Zum Beispiel Zulagen, Urlaubstage, bezahlte Weiterbildungen und Zuschüsse zu den Kinderbetreuungskosten. Ich kenne eine Pflegekraft, die immer gestückelt für drei Stunden zur Arbeit kommen muss und allein anderthalb Stunden An- und Abfahrtsweg hat. Das ist doch auch Vereinbarungssache! Ich empfehle, sich mit Menschen aus anderen Einrichtungen und im eigenen Haus auszutauschen, sich zu informieren und ein Netzwerk mit Mentorinnen und Mentoren aufzubauen, die einen an die Hand nehmen können, wenn man selbst noch nicht weiß, was möglich ist.
Frauen unterschätzen oft, was ihre Arbeit wert ist. Warum ist das so?
Meine Erfahrung zeigt, dass Frauen in Deutschland so erzogen sind. Es ist leider noch gar nicht so lange her, dass Frauen überhaupt eigene Bankkonten eröffnen konnten. In meiner Community von "Frau verhandelt" stelle ich fest, dass viele Frauen beim Thema Gehaltserhöhung denken, dass sie undankbar sind und unverschämt erscheinen. Doch das muss nicht sein.

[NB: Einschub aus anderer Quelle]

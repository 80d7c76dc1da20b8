// Copyright (C) Microsoft Corporation. All rights reserved.

#![deny(clippy::unwrap_used)]
#![deny(clippy::expect_used)]
#![deny(clippy::panic)]
#![deny(clippy::manual_assert)]

//! Exponential-ElGamal key generation, encryption and decryption.
//!
//! Ballot values are encoded in the exponent: an encryption of `v` is
//! `(g^k, y^k * g^v) mod p`. This keeps the scheme additively homomorphic
//! under componentwise multiplication; decryption recovers `g^v`, and a
//! lookup table inverts the final discrete log (see [`crate::tally`]).
//!
//! Public keys serialize to the wire form `{p, g, y}` with decimal-string
//! integers; the secret exponent `x` never travels with a chain.

use std::num::NonZeroUsize;

use num_bigint::BigUint;
use serde::{Deserialize, Serialize};
use zeroize::{Zeroize, ZeroizeOnDrop};

use num_traits::Zero;
use util::{
    algebra::{FieldElement, GroupElement, ScalarField},
    csprng::Csprng,
};

use crate::{ciphertext::Ciphertext, domain_parameters::DomainParameters};

#[derive(Clone, Debug, PartialEq, Eq)]
pub struct PublicKey {
    domain: DomainParameters,

    /// `y = g^x mod p`.
    y: GroupElement,
}

/// Wire form of a public key. Never carries the secret exponent.
#[derive(Serialize, Deserialize)]
struct PublicKeyWire {
    #[serde(with = "util::biguint_serde")]
    p: BigUint,
    #[serde(with = "util::biguint_serde")]
    g: BigUint,
    #[serde(with = "util::biguint_serde")]
    y: BigUint,
}

impl Serialize for PublicKey {
    fn serialize<S>(&self, serializer: S) -> Result<S::Ok, S::Error>
    where
        S: serde::Serializer,
    {
        PublicKeyWire {
            p: self.domain.group().modulus().clone(),
            g: self.domain.group().generator().value().clone(),
            y: self.y.value().clone(),
        }
        .serialize(serializer)
    }
}

impl<'de> Deserialize<'de> for PublicKey {
    fn deserialize<D>(deserializer: D) -> Result<Self, D::Error>
    where
        D: serde::Deserializer<'de>,
    {
        use serde::de::Error;

        let wire = PublicKeyWire::deserialize(deserializer)?;
        if wire.y.is_zero() || wire.y >= wire.p {
            return Err(D::Error::custom("public key y out of range"));
        }
        let domain = DomainParameters::from_modulus_and_generator(wire.p, wire.g);
        Ok(PublicKey {
            domain,
            y: GroupElement::from_biguint_unchecked(wire.y),
        })
    }
}

impl PublicKey {
    pub fn new(domain: DomainParameters, y: GroupElement) -> Self {
        PublicKey { domain, y }
    }

    pub fn domain(&self) -> &DomainParameters {
        &self.domain
    }

    /// Access to the group element `y`.
    pub fn y(&self) -> &GroupElement {
        &self.y
    }

    /// Draws a fresh encryption nonce uniformly from `[0, q)`.
    pub fn random_nonce(&self, csprng: &mut Csprng) -> FieldElement {
        self.domain.field().random_field_elem(csprng)
    }

    /// Encrypts the exponent-encoded value `v` with the given nonce:
    /// `(g^k, y^k * g^v) mod p`.
    pub fn encrypt_value(&self, v: u64, nonce: &FieldElement) -> Ciphertext {
        let group = self.domain.group();
        let m = group.generator().pow(v, group);
        self.encrypt_element(&m, nonce)
    }

    /// Encrypts an arbitrary group element `m`: `(g^k, y^k * m) mod p`.
    pub fn encrypt_element(&self, m: &GroupElement, nonce: &FieldElement) -> Ciphertext {
        let group = self.domain.group();
        Ciphertext {
            alpha: group.g_exp(nonce),
            beta: self.y.exp(nonce, group).mul(m, group),
        }
    }
}

pub struct SecretKey {
    public: PublicKey,

    /// Secret exponent, `0 < x < q`.
    x: FieldElement,
}

impl SecretKey {
    /// Generates a key pair over freshly generated domain parameters with a
    /// safe prime of `bits` bits.
    pub fn generate(bits: NonZeroUsize, csprng: &mut Csprng) -> Self {
        let domain = DomainParameters::generate(bits, csprng);
        Self::generate_for_domain(domain, csprng)
    }

    /// Generates a key pair over existing domain parameters.
    pub fn generate_for_domain(domain: DomainParameters, csprng: &mut Csprng) -> Self {
        let x = loop {
            let x = domain.field().random_field_elem(csprng);
            if !x.is_zero() {
                break x;
            }
        };
        Self::from_exponent(domain, x)
    }

    /// Builds the key pair determined by the secret exponent `x`.
    pub fn from_exponent(domain: DomainParameters, x: FieldElement) -> Self {
        let y = domain.group().g_exp(&x);
        SecretKey {
            public: PublicKey::new(domain, y),
            x,
        }
    }

    pub fn public_key(&self) -> &PublicKey {
        &self.public
    }

    /// Access to the secret exponent.
    pub fn x(&self) -> &FieldElement {
        &self.x
    }

    /// Decrypts a ciphertext: `beta * alpha^(-x) mod p`.
    ///
    /// For exponent-encoded plaintexts the result is `g^v`, not `v`.
    pub fn decrypt(&self, ct: &Ciphertext) -> GroupElement {
        let group = self.public.domain.group();
        // alpha has order q, so alpha^(-x) = alpha^(q - x).
        let neg_x = ScalarField::zero().sub(&self.x, self.public.domain.field());
        ct.beta.mul(&ct.alpha.exp(&neg_x, group), group)
    }
}

impl Zeroize for SecretKey {
    fn zeroize(&mut self) {
        self.x.zeroize();
    }
}

impl Drop for SecretKey {
    fn drop(&mut self) {
        self.zeroize();
    }
}

impl ZeroizeOnDrop for SecretKey {}

#[cfg(test)]
#[allow(clippy::unwrap_used)]
mod test {
    use super::*;

    fn test_csprng(label: &[u8]) -> Csprng {
        Csprng::build().write_bytes(label).finish()
    }

    fn small_key(csprng: &mut Csprng) -> SecretKey {
        SecretKey::generate(NonZeroUsize::new(48).unwrap(), csprng)
    }

    #[test]
    fn encrypt_decrypt_round_trip() {
        let mut csprng = test_csprng(b"elgamal round trip");
        let sk = small_key(&mut csprng);
        let pk = sk.public_key();
        let group = pk.domain().group();

        for v in [0_u64, 1, 5, 1000] {
            let nonce = pk.random_nonce(&mut csprng);
            let ct = pk.encrypt_value(v, &nonce);
            assert!(ct.is_valid(group));
            assert_eq!(sk.decrypt(&ct), group.generator().pow(v, group));
        }
    }

    #[test]
    fn homomorphic_product_adds_exponents() {
        let mut csprng = test_csprng(b"elgamal homomorphism");
        let sk = small_key(&mut csprng);
        let pk = sk.public_key();
        let group = pk.domain().group();

        let values = [3_u64, 4, 0, 7];
        let product = values
            .iter()
            .map(|&v| {
                let nonce = pk.random_nonce(&mut csprng);
                pk.encrypt_value(v, &nonce)
            })
            .fold(Ciphertext::one(), |acc, ct| acc.mul(&ct, group));

        let total: u64 = values.iter().sum();
        assert_eq!(sk.decrypt(&product), group.generator().pow(total, group));
    }

    #[test]
    fn public_key_wire_form_round_trips_without_x() {
        let mut csprng = test_csprng(b"elgamal wire");
        let sk = small_key(&mut csprng);
        let pk = sk.public_key();

        let json = serde_json::to_string(pk).unwrap();
        assert!(json.contains("\"p\""));
        assert!(json.contains("\"g\""));
        assert!(json.contains("\"y\""));
        assert!(!json.contains("\"x\""));

        let back: PublicKey = serde_json::from_str(&json).unwrap();
        assert_eq!(&back, pk);
    }

    #[test]
    fn public_key_deserialization_rejects_out_of_range_y() {
        let bad = r#"{"p":"23","g":"2","y":"0"}"#;
        assert!(serde_json::from_str::<PublicKey>(bad).is_err());
        let bad = r#"{"p":"23","g":"2","y":"24"}"#;
        assert!(serde_json::from_str::<PublicKey>(bad).is_err());
    }
}
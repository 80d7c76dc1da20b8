// Copyright (C) Microsoft Corporation. All rights reserved.

#![deny(clippy::unwrap_used)]
#![deny(clippy::expect_used)]
#![deny(clippy::panic)]
#![deny(clippy::manual_assert)]

//! The transport seam.
//!
//! Peer discovery and gossip live outside this process; the workers only
//! need a way to poll for inbound frames and to push a frame at a peer.
//! Implementations must never block indefinitely: `try_recv` returns
//! immediately and the ingress worker supplies the bounded wait between
//! polls.

use std::collections::VecDeque;
use std::sync::Mutex;

use chainvote::message::PeerInfo;

pub trait Transport: Send + Sync {
    /// Takes one inbound frame if any is ready. Must not block.
    fn try_recv(&self) -> Option<String>;

    /// Sends one frame to one peer, fire-and-forget. Single writer per
    /// destination; errors are for the caller to log and retry later.
    fn send(&self, peer: &PeerInfo, frame: &str) -> std::io::Result<()>;
}

/// In-process transport for tests and single-machine demos: inbound frames
/// are pushed by hand, outbound frames are recorded.
#[derive(Default)]
pub struct LoopbackTransport {
    inbound: Mutex<VecDeque<String>>,
    outbound: Mutex<Vec<(PeerInfo, String)>>,
}

impl LoopbackTransport {
    pub fn new() -> Self {
        Self::default()
    }

    /// Queues a frame as if a peer had delivered it.
    pub fn push_inbound(&self, frame: impl Into<String>) {
        if let Ok(mut inbound) = self.inbound.lock() {
            inbound.push_back(frame.into());
        }
    }

    /// Everything sent so far, in order.
    pub fn sent(&self) -> Vec<(PeerInfo, String)> {
        self.outbound.lock().map(|o| o.clone()).unwrap_or_default()
    }
}

impl Transport for LoopbackTransport {
    fn try_recv(&self) -> Option<String> {
        self.inbound.lock().ok()?.pop_front()
    }

    fn send(&self, peer: &PeerInfo, frame: &str) -> std::io::Result<()> {
        self.outbound
            .lock()
            .map_err(|_| std::io::Error::other("loopback poisoned"))?
            .push((peer.clone(), frame.to_string()));
        Ok(())
    }
}
// Copyright (C) Microsoft Corporation. All rights reserved.

#![deny(clippy::unwrap_used)]
#![deny(clippy::expect_used)]
#![deny(clippy::panic)]
#![deny(clippy::manual_assert)]

//! Publisher worker: drains the outbound queue to every known peer.
//!
//! The peer list is snapshot-copied per message so the lock is never held
//! across a send. Transport errors are logged; the message is not requeued
//! (gossip redundancy, not retries, provides delivery).

use std::sync::Arc;

use async_io::Timer;
use tracing::{info, warn};

use chainvote::message::Message;

use crate::{core_ctx::Core, transport::Transport};

pub async fn run(core: Arc<Core>, transport: Arc<dyn Transport>) {
    info!("publisher worker started");
    while core.running() {
        match next_message(&core).await {
            Some(msg) => publish_one(&core, transport.as_ref(), &msg).await,
            None => {
                Timer::after(core.config.publish_interval()).await;
            }
        }
    }

    // Best-effort drain on shutdown.
    while let Some(msg) = next_message(&core).await {
        publish_one(&core, transport.as_ref(), &msg).await;
    }
    info!("publisher worker stopped");
}

async fn next_message(core: &Core) -> Option<Message> {
    core.publish_queue.lock().await.pop_front()
}

/// Sends one message to every currently known peer.
pub async fn publish_one(core: &Core, transport: &dyn Transport, msg: &Message) {
    let frame = match msg.encode() {
        Ok(frame) => frame,
        Err(e) => {
            warn!(error = %e, "dropping unencodable outbound message");
            return;
        }
    };

    let peers = { core.peers.lock().await.clone() };
    for peer in peers {
        if let Err(e) = transport.send(&peer, &frame) {
            warn!(ip = %peer.ip_address, error = %e, "send failed");
        }
    }
}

Gerade Menschen, die in der Pflege arbeiten, müssen sehr empathisch mit anderen Menschen umgehen. Genauso empathisch kann auch ein Verhandlungsgespräch ablaufen, wenn die Pflegekraft sich überlegt, was die Bedürfnisse des Hauses, des Vorgesetzten oder der Vorgesetzten sind und versucht, die eigenen Forderungen mit den Zielen des Hauses und des Gegenübers abzustimmen. Viele haben Angst und denken, dass sie sich in Verhandlungen total verstellen müssen, dass sie dreist und forsch werden und die Ellbogen auspacken müssen. Aber das ist ein Irrglaube! Weil wenig darüber gesprochen wird, wissen viele in der Pflege nicht, dass es auch ein freundliches Gespräch sein kann, in das man positiv hineingeht und sagt: Ich arbeite gerne hier und habe tolle Erfolge aufzuweisen. Dafür finde ich eine Gehaltsanpassung angemessen. Eine Gehaltsverhandlung muss keinen harten Ton haben. Klar ist es erst einmal ein Sprung ins kalte Wasser, aber die Erfahrung zeigt, dass es nach dem ersten Verhandlungsgespräch immer einfacher wird.
Über Ljubow Chaikevitch
Nach einem Master in International Business (Leibniz Universität Hannover) und Tätigkeiten unter anderem im Bertelsmann-Startup careerloft und im Gründungszentrum der Universität Stuttgart hat sich die geborene Russin selbstständig gemacht.
In nur zwei Jahren hat Ljubow es geschafft, ihre eigenen Tagessätze zu vervielfachen, heißt es auf ihrer Website. Nun möchte sie ihre Erfahrungen an andere Frauen weitergeben. Als Gründerin und Geschäftsführerin von „Frau verhandelt“ plant sie, die Differenz zwischen Gehältern von Männern und Frauen in Deutschland aufzuheben. Mittlerweile hat sie nach eigenen Aussagen über 600 Frauen dabei geholfen, „angemessene Gehälter und Tagessätze“ zu erhalten.